From the line with "repository 99f94afee11336e9" through the line with "const SYSTEM_MIGRATIONS: &[(&str, &str)]", repeat the entries verbatim, both end lines included, and add nothing.

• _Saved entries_
§ §

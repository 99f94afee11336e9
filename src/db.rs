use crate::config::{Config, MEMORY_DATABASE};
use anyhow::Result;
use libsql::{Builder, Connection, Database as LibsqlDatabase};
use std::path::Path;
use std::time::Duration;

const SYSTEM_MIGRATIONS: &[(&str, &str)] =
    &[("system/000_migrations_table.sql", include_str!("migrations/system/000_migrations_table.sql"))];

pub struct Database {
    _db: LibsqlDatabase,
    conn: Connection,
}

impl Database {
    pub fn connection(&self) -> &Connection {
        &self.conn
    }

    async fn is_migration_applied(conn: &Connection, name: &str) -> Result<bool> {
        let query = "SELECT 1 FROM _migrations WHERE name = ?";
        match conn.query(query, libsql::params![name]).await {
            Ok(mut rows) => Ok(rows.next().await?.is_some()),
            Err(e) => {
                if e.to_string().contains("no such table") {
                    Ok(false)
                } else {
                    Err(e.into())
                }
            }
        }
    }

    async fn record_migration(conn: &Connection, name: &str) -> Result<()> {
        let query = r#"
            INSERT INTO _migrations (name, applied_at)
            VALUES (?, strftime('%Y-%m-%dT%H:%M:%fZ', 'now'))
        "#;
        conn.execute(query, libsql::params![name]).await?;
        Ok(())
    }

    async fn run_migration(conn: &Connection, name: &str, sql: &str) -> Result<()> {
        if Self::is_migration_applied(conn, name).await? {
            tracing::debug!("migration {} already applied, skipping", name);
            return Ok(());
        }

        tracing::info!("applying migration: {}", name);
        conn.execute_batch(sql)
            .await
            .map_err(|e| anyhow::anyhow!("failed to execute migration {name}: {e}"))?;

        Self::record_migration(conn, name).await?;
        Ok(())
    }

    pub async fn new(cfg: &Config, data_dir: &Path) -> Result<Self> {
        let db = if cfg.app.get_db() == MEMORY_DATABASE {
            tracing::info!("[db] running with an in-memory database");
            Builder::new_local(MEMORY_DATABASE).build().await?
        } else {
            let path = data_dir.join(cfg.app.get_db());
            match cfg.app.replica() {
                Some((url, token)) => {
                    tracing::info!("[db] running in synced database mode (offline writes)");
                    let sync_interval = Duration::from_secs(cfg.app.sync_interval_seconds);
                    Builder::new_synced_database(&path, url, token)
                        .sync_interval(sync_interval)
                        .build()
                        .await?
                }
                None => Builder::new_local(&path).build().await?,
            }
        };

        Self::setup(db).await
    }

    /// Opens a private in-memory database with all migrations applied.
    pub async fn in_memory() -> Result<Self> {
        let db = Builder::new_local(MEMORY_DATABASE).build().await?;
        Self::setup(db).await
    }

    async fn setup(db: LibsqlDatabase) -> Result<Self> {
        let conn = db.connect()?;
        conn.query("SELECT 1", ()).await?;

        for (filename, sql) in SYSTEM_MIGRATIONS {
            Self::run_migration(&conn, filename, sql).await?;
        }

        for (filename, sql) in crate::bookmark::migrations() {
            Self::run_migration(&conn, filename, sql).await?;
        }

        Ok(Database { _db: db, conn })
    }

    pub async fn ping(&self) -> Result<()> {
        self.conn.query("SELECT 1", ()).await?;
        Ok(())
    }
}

§ §

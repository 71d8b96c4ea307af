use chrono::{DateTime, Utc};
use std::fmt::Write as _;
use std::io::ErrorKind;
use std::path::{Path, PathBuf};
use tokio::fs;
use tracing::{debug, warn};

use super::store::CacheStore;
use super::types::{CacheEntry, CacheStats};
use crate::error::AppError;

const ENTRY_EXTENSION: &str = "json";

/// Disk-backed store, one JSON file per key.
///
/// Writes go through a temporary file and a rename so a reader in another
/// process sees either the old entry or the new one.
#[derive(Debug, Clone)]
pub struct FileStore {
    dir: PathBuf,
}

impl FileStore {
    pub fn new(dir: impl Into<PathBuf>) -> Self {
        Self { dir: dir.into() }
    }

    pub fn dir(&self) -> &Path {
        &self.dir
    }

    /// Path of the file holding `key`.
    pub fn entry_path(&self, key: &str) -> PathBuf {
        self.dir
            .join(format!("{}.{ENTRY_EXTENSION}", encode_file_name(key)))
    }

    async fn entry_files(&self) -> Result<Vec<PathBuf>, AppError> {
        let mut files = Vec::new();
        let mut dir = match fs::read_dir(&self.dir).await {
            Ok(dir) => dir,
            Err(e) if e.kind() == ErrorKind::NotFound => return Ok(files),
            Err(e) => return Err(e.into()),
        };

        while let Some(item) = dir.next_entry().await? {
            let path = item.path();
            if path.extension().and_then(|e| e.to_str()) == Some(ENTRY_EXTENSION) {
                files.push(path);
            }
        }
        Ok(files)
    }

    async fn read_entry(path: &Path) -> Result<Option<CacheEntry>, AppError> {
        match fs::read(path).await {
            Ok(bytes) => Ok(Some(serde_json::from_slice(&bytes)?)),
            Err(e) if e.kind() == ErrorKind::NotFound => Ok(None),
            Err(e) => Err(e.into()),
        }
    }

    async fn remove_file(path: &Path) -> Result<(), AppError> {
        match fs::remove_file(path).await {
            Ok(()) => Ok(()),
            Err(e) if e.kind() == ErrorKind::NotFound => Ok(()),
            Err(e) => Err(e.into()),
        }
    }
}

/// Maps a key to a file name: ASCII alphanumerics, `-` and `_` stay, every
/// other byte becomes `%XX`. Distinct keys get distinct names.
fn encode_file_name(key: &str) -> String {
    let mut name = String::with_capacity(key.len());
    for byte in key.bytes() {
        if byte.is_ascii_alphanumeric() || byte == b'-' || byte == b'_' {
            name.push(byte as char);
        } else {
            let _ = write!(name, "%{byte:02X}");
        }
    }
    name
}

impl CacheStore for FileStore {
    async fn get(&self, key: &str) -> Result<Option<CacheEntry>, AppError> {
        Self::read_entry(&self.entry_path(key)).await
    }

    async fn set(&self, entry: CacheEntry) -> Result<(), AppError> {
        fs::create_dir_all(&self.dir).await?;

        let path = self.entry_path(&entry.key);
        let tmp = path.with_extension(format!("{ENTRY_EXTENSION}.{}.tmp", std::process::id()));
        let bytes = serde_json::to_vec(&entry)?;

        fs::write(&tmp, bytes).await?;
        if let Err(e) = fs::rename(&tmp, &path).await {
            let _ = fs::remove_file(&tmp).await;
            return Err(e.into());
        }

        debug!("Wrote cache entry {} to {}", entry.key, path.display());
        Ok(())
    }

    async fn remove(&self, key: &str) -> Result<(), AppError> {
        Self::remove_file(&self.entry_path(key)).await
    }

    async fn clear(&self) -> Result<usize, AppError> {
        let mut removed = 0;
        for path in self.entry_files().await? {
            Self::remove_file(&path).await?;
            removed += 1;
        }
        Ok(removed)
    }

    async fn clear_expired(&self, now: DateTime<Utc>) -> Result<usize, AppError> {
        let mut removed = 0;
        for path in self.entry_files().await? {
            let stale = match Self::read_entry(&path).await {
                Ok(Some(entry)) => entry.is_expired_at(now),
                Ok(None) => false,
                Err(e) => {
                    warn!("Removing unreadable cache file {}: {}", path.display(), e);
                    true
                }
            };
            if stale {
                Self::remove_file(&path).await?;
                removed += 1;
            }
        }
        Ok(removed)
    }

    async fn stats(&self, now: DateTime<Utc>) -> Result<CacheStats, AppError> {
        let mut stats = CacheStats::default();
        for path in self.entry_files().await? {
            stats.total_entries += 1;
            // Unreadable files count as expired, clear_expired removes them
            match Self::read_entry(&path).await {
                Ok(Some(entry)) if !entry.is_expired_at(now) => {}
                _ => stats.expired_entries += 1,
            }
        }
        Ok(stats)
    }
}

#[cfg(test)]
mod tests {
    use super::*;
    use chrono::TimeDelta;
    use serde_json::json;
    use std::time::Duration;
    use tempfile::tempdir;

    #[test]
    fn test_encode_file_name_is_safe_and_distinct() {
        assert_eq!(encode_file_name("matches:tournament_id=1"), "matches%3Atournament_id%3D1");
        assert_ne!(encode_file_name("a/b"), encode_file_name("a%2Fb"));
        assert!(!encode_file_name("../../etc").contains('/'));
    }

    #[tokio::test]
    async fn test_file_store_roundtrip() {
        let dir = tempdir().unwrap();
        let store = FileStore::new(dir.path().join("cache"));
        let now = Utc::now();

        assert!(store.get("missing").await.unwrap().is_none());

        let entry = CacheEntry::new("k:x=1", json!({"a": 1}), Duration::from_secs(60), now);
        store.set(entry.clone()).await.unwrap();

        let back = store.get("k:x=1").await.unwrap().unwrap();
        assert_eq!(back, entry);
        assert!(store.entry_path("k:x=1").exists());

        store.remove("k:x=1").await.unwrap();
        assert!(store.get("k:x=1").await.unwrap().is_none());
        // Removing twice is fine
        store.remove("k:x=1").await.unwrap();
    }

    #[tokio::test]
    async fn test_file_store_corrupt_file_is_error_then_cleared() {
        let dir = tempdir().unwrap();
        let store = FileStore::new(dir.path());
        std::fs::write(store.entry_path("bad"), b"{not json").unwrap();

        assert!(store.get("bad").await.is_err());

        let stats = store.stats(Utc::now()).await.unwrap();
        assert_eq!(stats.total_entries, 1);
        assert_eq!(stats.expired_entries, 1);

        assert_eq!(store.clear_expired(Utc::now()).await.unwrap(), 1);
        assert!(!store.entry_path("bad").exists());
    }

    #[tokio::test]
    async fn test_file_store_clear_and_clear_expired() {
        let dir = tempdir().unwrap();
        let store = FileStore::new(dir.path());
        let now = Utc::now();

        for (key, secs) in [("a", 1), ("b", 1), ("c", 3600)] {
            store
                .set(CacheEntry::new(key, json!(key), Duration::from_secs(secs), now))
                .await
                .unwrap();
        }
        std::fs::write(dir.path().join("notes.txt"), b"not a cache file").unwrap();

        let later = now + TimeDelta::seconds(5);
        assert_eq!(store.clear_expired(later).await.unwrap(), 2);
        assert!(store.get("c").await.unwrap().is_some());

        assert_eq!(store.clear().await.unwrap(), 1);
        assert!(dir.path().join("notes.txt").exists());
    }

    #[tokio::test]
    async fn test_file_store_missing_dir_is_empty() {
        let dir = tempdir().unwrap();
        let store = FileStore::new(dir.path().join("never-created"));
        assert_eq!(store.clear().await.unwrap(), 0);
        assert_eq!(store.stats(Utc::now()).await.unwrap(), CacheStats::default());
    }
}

§ §

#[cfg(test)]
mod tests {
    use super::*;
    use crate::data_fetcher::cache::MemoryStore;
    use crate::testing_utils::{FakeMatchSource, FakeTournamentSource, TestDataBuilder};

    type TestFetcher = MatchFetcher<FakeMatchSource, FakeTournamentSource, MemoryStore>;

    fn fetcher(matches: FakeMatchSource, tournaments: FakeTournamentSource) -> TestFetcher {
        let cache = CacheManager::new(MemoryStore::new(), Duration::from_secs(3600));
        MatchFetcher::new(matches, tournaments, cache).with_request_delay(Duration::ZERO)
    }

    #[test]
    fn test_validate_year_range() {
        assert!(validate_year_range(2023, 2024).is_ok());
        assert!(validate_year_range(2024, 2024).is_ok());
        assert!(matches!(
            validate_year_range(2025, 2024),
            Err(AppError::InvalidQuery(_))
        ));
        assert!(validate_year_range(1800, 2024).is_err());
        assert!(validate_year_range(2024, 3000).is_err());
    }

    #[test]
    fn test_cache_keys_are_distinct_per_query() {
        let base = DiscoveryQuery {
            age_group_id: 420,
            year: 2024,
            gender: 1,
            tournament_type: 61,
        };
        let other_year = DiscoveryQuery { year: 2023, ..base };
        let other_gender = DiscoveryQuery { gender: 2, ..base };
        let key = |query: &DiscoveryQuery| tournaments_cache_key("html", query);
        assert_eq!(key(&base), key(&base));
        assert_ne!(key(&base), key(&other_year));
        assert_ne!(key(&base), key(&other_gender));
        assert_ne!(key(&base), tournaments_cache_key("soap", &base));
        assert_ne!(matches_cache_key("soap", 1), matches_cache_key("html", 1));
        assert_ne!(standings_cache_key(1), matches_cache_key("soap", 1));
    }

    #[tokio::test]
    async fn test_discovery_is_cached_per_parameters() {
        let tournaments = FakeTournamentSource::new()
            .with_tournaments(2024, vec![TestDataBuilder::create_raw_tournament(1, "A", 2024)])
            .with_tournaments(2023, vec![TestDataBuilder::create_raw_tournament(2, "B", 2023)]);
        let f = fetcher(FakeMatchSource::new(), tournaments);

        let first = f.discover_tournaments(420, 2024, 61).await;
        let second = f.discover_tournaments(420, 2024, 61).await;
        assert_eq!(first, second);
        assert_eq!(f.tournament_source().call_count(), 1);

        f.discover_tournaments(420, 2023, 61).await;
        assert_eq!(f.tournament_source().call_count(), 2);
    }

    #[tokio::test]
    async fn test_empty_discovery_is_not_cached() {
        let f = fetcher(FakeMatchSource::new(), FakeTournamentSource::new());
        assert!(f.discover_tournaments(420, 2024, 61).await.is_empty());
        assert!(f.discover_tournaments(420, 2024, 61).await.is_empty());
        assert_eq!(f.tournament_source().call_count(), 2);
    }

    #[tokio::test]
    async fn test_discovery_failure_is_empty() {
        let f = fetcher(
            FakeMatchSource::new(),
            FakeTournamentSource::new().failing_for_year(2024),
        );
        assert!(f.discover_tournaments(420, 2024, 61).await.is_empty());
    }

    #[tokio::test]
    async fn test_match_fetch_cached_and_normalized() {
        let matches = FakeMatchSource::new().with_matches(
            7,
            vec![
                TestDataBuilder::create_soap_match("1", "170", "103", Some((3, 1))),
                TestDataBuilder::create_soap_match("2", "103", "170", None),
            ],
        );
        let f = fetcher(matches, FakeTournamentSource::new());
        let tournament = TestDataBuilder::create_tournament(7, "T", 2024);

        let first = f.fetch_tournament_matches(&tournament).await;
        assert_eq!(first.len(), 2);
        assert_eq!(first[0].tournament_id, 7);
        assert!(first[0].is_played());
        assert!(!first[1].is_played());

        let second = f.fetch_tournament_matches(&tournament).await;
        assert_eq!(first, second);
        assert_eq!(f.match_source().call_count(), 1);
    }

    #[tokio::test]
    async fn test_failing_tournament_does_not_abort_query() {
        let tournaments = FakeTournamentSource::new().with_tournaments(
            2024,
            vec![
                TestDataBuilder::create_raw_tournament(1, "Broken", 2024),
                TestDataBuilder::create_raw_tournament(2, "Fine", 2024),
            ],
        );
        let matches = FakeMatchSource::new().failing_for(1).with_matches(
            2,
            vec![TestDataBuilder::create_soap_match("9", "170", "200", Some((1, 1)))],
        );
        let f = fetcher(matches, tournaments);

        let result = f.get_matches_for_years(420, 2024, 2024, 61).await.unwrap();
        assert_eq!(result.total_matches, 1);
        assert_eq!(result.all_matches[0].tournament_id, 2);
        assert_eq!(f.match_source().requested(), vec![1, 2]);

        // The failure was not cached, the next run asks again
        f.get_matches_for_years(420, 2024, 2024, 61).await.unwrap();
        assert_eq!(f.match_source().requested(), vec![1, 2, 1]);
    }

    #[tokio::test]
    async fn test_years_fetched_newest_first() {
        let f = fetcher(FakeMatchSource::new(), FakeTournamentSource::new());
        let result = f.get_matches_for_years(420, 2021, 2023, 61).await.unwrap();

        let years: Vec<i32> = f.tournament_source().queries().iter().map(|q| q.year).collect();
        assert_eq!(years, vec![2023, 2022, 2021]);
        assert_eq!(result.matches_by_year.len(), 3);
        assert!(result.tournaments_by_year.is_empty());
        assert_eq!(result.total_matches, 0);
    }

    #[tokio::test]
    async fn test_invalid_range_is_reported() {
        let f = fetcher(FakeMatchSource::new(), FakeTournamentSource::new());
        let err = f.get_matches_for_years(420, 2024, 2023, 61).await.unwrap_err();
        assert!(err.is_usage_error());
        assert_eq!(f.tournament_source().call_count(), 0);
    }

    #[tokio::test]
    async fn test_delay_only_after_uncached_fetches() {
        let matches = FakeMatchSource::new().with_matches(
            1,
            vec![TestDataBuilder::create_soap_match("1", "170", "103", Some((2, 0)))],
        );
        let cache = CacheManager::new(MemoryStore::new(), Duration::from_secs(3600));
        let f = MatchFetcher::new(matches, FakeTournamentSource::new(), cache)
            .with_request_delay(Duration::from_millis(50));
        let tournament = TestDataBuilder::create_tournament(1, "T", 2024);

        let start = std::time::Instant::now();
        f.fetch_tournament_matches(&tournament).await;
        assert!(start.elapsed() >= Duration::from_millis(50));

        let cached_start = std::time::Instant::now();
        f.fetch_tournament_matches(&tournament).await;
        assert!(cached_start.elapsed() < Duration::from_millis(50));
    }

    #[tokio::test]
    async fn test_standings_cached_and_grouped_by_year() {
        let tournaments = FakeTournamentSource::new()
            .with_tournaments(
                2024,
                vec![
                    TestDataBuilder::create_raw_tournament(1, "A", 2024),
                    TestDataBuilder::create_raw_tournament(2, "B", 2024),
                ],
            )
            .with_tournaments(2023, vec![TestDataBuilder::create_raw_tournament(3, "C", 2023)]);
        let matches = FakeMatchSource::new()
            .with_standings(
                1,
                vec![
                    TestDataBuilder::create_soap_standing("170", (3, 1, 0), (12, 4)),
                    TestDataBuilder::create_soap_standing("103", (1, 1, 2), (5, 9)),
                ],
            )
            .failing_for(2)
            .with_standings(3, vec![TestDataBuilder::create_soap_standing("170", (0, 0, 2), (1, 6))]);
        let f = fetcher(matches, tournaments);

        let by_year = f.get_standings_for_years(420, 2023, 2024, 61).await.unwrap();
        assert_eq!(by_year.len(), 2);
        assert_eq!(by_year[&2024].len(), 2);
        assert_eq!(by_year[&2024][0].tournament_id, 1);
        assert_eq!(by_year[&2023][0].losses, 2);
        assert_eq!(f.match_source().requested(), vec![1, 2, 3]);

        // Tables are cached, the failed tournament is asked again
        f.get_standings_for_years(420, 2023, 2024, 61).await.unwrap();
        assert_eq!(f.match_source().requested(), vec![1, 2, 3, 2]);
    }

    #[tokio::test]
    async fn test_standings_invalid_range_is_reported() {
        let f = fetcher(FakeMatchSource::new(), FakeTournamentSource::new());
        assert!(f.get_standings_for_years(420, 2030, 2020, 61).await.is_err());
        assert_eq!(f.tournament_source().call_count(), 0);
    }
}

§ §

• _Exercise solution_
repository 99f94afee11336e9
filename src/db.rs
use crate::config::{Config, MEMORY_DATABASE};
use anyhow::Result;
use libsql::{Builder, Connection, Database as LibsqlDatabase};
use std::path::Path;
use std::time::Duration;

const SYSTEM_MIGRATIONS: &[(&str, &str)] =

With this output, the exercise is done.